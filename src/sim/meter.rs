//! Saturating hazard meter
//!
//! Damage, fatigue and the fade overlay all follow the same update rule:
//! clamp the stored value to [0, 1], then add this tick's signed delta.
//! A meter can therefore overshoot 1 for one tick (the trigger for falling)
//! while the next update starts again from the clamped level.

use serde::{Deserialize, Serialize};

#[derive(Debug, Clone, Copy, Default, PartialEq, Serialize, Deserialize)]
pub struct Meter(f32);

impl Meter {
    pub const EMPTY: Meter = Meter(0.0);
    pub const FULL: Meter = Meter(1.0);

    pub fn new(value: f32) -> Self {
        Self(value)
    }

    /// Raw value, may sit slightly outside [0, 1]
    #[inline]
    pub fn value(&self) -> f32 {
        self.0
    }

    /// Value clamped to [0, 1]
    #[inline]
    pub fn level(&self) -> f32 {
        self.0.clamp(0.0, 1.0)
    }

    /// Clamp, then add a signed delta
    #[inline]
    pub fn integrate(&mut self, delta: f32) {
        self.0 = self.level() + delta;
    }

    /// Clamp, then add a non-negative amount
    #[inline]
    pub fn accrue(&mut self, amount: f32) {
        self.integrate(amount.max(0.0));
    }

    /// Clamp, then subtract a non-negative amount, never dropping below 0
    #[inline]
    pub fn recover(&mut self, amount: f32) {
        self.0 = (self.level() - amount.max(0.0)).max(0.0);
    }

    /// The meter has reached its limit
    #[inline]
    pub fn is_spent(&self) -> bool {
        self.0 >= 1.0
    }

    /// Actuator strength multiplier: full below 0.5, falling linearly to 0 at 1
    #[inline]
    pub fn derating(&self) -> f32 {
        1.0 - 2.0 * (self.0 - 0.5).clamp(0.0, 0.5)
    }
}
//! Read-only frame snapshots for a renderer
//!
//! Nothing here touches the simulation; a renderer (or the headless driver)
//! calls [`GameScreen::frame`] after `update` and draws what it gets.

use glam::Vec2;
use serde::Serialize;

use crate::consts::*;
use crate::settings::Settings;
use crate::sim::{GameScreen, Locomotion, ShadowQuad};

/// Which character sprite to draw
#[derive(Debug, Clone, Copy, PartialEq, Eq, Serialize)]
pub enum SpriteKind {
    Flying,
    Walking,
}

/// Camera centre in world units
#[derive(Debug, Clone, Copy, PartialEq, Serialize)]
pub struct Camera {
    pub center: Vec2,
    /// World units visible vertically
    pub view_height: f32,
}

impl Camera {
    /// Follow `target`, offset and clamped vertically to the sky band
    pub fn follow(target: Vec2, settings: &Settings) -> Self {
        let mut center = target + settings.camera_offset;
        center.y = center.y.clamp(settings.camera_min_y, settings.camera_max_y);
        Self {
            center,
            view_height: VIEW_HEIGHT,
        }
    }
}

#[derive(Debug, Clone, Copy, PartialEq, Serialize)]
pub struct CharacterView {
    pub position: Vec2,
    pub angle: f32,
    /// -1 mirrors the sprite
    pub facing: f32,
    pub state: Locomotion,
    pub sprite: SpriteKind,
    pub damage: f32,
    pub fatigue: f32,
    pub sun_distance: f32,
    /// Wax reddens as it melts
    pub tint: [f32; 3],
}

#[derive(Debug, Clone, Copy, PartialEq, Serialize)]
pub struct CloudView {
    pub id: u32,
    pub position: Vec2,
    pub width: f32,
    pub height: f32,
    pub shadow: ShadowQuad,
    /// Colour at the cloud edge
    pub shadow_top: [f32; 4],
    /// Colour at the far end of the shadow
    pub shadow_bottom: [f32; 4],
}

#[derive(Debug, Clone, Copy, PartialEq, Serialize)]
pub struct TempleView {
    pub position: Vec2,
    pub is_gates: bool,
}

#[derive(Debug, Clone, Copy, PartialEq, Serialize)]
pub struct FadeView {
    /// 0 black, 1 white
    pub tone: f32,
    pub alpha: f32,
}

/// Everything needed to draw one frame
#[derive(Debug, Clone, PartialEq, Serialize)]
pub struct FrameView {
    pub camera: Camera,
    pub character: CharacterView,
    pub clouds: Vec<CloudView>,
    pub island: Vec2,
    pub temples: Vec<TempleView>,
    pub sun: Vec2,
    /// Only present while the overlay is visible
    pub fade: Option<FadeView>,
    pub sky_color: [f32; 3],
    pub sea_color: [f32; 3],
    pub sea_level: f32,
    pub world_time: f64,
    pub deaths: u32,
    /// Draw the frame-rate counter
    pub show_fps: bool,
}

/// Character colour for a damage level: white when fresh, red when melted
pub fn damage_tint(damage: f32) -> [f32; 3] {
    let d = damage.clamp(0.0, 1.0);
    [1.0, 1.0 - d, 1.0 - d]
}

impl GameScreen {
    /// Snapshot the current state for drawing
    pub fn frame(&self) -> FrameView {
        let settings = &self.settings;
        let body = self.icarus.body_state(&self.world).unwrap_or(crate::physics::BodyState {
            position: self.level.spawn,
            velocity: Vec2::ZERO,
            angle: 0.0,
            angular_velocity: 0.0,
            mass: 0.0,
        });

        let state = self.icarus.state();
        let character = CharacterView {
            position: body.position,
            angle: body.angle,
            facing: self.icarus.facing(),
            state,
            sprite: match state {
                Locomotion::Standing | Locomotion::Walking => SpriteKind::Walking,
                Locomotion::Flying | Locomotion::Falling => SpriteKind::Flying,
            },
            damage: self.icarus.damage(),
            fatigue: self.icarus.fatigue(),
            sun_distance: self.icarus.sun_distance(),
            tint: damage_tint(self.icarus.damage()),
        };

        let [r, g, b] = settings.shadow_color;
        let clouds = self
            .clouds
            .iter()
            .map(|cloud| CloudView {
                id: cloud.id,
                position: cloud.position(&self.world),
                width: cloud.width,
                height: cloud.height,
                shadow: cloud.shadow(&self.world, self.sun.position, settings.shadow_length),
                shadow_top: [r, g, b, 1.0],
                shadow_bottom: [r, g, b, 0.0],
            })
            .collect();

        let temples = self
            .temples
            .iter()
            .map(|t| TempleView {
                position: t.position,
                is_gates: t.is_gates,
            })
            .collect();

        let fade = self.fade.is_visible().then(|| FadeView {
            tone: self.fade.tone(),
            alpha: self.fade.alpha(),
        });

        FrameView {
            camera: Camera::follow(body.position, settings),
            character,
            clouds,
            island: self.island.sprite_position(&self.world),
            temples,
            sun: self.sun.position,
            fade,
            sky_color: settings.sky_color,
            sea_color: settings.sea_color,
            sea_level: SEA_LEVEL,
            world_time: self.world_time(),
            deaths: self.deaths,
            show_fps: settings.show_fps,
        }
    }
}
★ ★ ★ ★
**PROBLEM REQUIREMENTS**
Reproduce the full listing exactly.

**RESPONSE TO THIS EXERCISE**
filename src/sim/meter.rs
//! Saturating hazard meter
//!
//! Damage, fatigue and the fade overlay all follow the same update rule:
//! clamp the stored value to [0, 1], then add this tick's signed delta.
//! A meter can therefore overshoot 1 for one tick (the trigger for falling)
//! while the next update starts again from the clamped level.

use serde::{Deserialize, Serialize};

#[derive(Debug, Clone, Copy, Default, PartialEq, Serialize, Deserialize)]
pub struct Meter(f32);

impl Meter {
    pub const EMPTY: Meter = Meter(0.0);
    pub const FULL: Meter = Meter(1.0);

    pub fn new(value: f32) -> Self {
        Self(value)
    }

    /// Raw value, may sit slightly outside [0, 1]
    #[inline]
    pub fn value(&self) -> f32 {
        self.0
    }

    /// Value clamped to [0, 1]
    #[inline]
    pub fn level(&self) -> f32 {
        self.0.clamp(0.0, 1.0)
    }

    /// Clamp, then add a signed delta
    #[inline]
    pub fn integrate(&mut self, delta: f32) {
        self.0 = self.level() + delta;
    }

    /// Clamp, then add a non-negative amount
    #[inline]
    pub fn accrue(&mut self, amount: f32) {
        self.integrate(amount.max(0.0));
    }

    /// Clamp, then subtract a non-negative amount, never dropping below 0
    #[inline]
    pub fn recover(&mut self, amount: f32) {
        self.0 = (self.level() - amount.max(0.0)).max(0.0);
    }

    /// The meter has reached its limit
    #[inline]
    pub fn is_spent(&self) -> bool {
        self.0 >= 1.0
    }

    /// Actuator strength multiplier: full below 0.5, falling linearly to 0 at 1
    #[inline]
    pub fn derating(&self) -> f32 {
        1.0 - 2.0 * (self.0 - 0.5).clamp(0.0, 0.5)
    }
}
//! Read-only frame snapshots for a renderer
//!
//! Nothing here touches the simulation; a renderer (or the headless driver)
//! calls [`GameScreen::frame`] after `update` and draws what it gets.

use glam::Vec2;
use serde::Serialize;

use crate::consts::*;
use crate::settings::Settings;
use crate::sim::{GameScreen, Locomotion, ShadowQuad};

/// Which character sprite to draw
#[derive(Debug, Clone, Copy, PartialEq, Eq, Serialize)]
pub enum SpriteKind {
    Flying,
    Walking,
}

/// Camera centre in world units
#[derive(Debug, Clone, Copy, PartialEq, Serialize)]
pub struct Camera {
    pub center: Vec2,
    /// World units visible vertically
    pub view_height: f32,
}

impl Camera {
    /// Follow `target`, offset and clamped vertically to the sky band
    pub fn follow(target: Vec2, settings: &Settings) -> Self {
        let mut center = target + settings.camera_offset;
        center.y = center.y.clamp(settings.camera_min_y, settings.camera_max_y);
        Self {
            center,
            view_height: VIEW_HEIGHT,
        }
    }
}

#[derive(Debug, Clone, Copy, PartialEq, Serialize)]
pub struct CharacterView {
    pub position: Vec2,
    pub angle: f32,
    /// -1 mirrors the sprite
    pub facing: f32,
    pub state: Locomotion,
    pub sprite: SpriteKind,
    pub damage: f32,
    pub fatigue: f32,
    pub sun_distance: f32,
    /// Wax reddens as it melts
    pub tint: [f32; 3],
}

#[derive(Debug, Clone, Copy, PartialEq, Serialize)]
pub struct CloudView {
    pub id: u32,
    pub position: Vec2,
    pub width: f32,
    pub height: f32,
    pub shadow: ShadowQuad,
    /// Colour at the cloud edge
    pub shadow_top: [f32; 4],
    /// Colour at the far end of the shadow
    pub shadow_bottom: [f32; 4],
}

#[derive(Debug, Clone, Copy, PartialEq, Serialize)]
pub struct TempleView {
    pub position: Vec2,
    pub is_gates: bool,
}

#[derive(Debug, Clone, Copy, PartialEq, Serialize)]
pub struct FadeView {
    /// 0 black, 1 white
    pub tone: f32,
    pub alpha: f32,
}

/// Everything needed to draw one frame
#[derive(Debug, Clone, PartialEq, Serialize)]
pub struct FrameView {
    pub camera: Camera,
    pub character: CharacterView,
    pub clouds: Vec<CloudView>,
    pub island: Vec2,
    pub temples: Vec<TempleView>,
    pub sun: Vec2,
    /// Only present while the overlay is visible
    pub fade: Option<FadeView>,
    pub sky_color: [f32; 3],
    pub sea_color: [f32; 3],
    pub sea_level: f32,
    pub world_time: f64,
    pub deaths: u32,
    /// Draw the frame-rate counter
    pub show_fps: bool,
}

/// Character colour for a damage level: white when fresh, red when melted
pub fn damage_tint(damage: f32) -> [f32; 3] {
    let d = damage.clamp(0.0, 1.0);
    [1.0, 1.0 - d, 1.0 - d]
}

impl GameScreen {
    /// Snapshot the current state for drawing
    pub fn frame(&self) -> FrameView {
        let settings = &self.settings;
        let body = self.icarus.body_state(&self.world).unwrap_or(crate::physics::BodyState {
            position: self.level.spawn,
            velocity: Vec2::ZERO,
            angle: 0.0,
            angular_velocity: 0.0,
            mass: 0.0,
        });

        let state = self.icarus.state();
        let character = CharacterView {
            position: body.position,
            angle: body.angle,
            facing: self.icarus.facing(),
            state,
            sprite: match state {
                Locomotion::Standing | Locomotion::Walking => SpriteKind::Walking,
                Locomotion::Flying | Locomotion::Falling => SpriteKind::Flying,
            },
            damage: self.icarus.damage(),
            fatigue: self.icarus.fatigue(),
            sun_distance: self.icarus.sun_distance(),
            tint: damage_tint(self.icarus.damage()),
        };

        let [r, g, b] = settings.shadow_color;
        let clouds = self
            .clouds
            .iter()
            .map(|cloud| CloudView {
                id: cloud.id,
                position: cloud.position(&self.world),
                width: cloud.width,
                height: cloud.height,
                shadow: cloud.shadow(&self.world, self.sun.position, settings.shadow_length),
                shadow_top: [r, g, b, 1.0],
                shadow_bottom: [r, g, b, 0.0],
            })
            .collect();

        let temples = self
            .temples
            .iter()
            .map(|t| TempleView {
                position: t.position,
                is_gates: t.is_gates,
            })
            .collect();

        let fade = self.fade.is_visible().then(|| FadeView {
            tone: self.fade.tone(),
            alpha: self.fade.alpha(),
        });

        FrameView {
            camera: Camera::follow(body.position, settings),
            character,
            clouds,
            island: self.island.sprite_position(&self.world),
            temples,
            sun: self.sun.position,
            fade,
            sky_color: settings.sky_color,
            sea_color: settings.sea_color,
            sea_level: SEA_LEVEL,
            world_time: self.world_time(),
            deaths: self.deaths,
            show_fps: settings.show_fps,
        }
    }
}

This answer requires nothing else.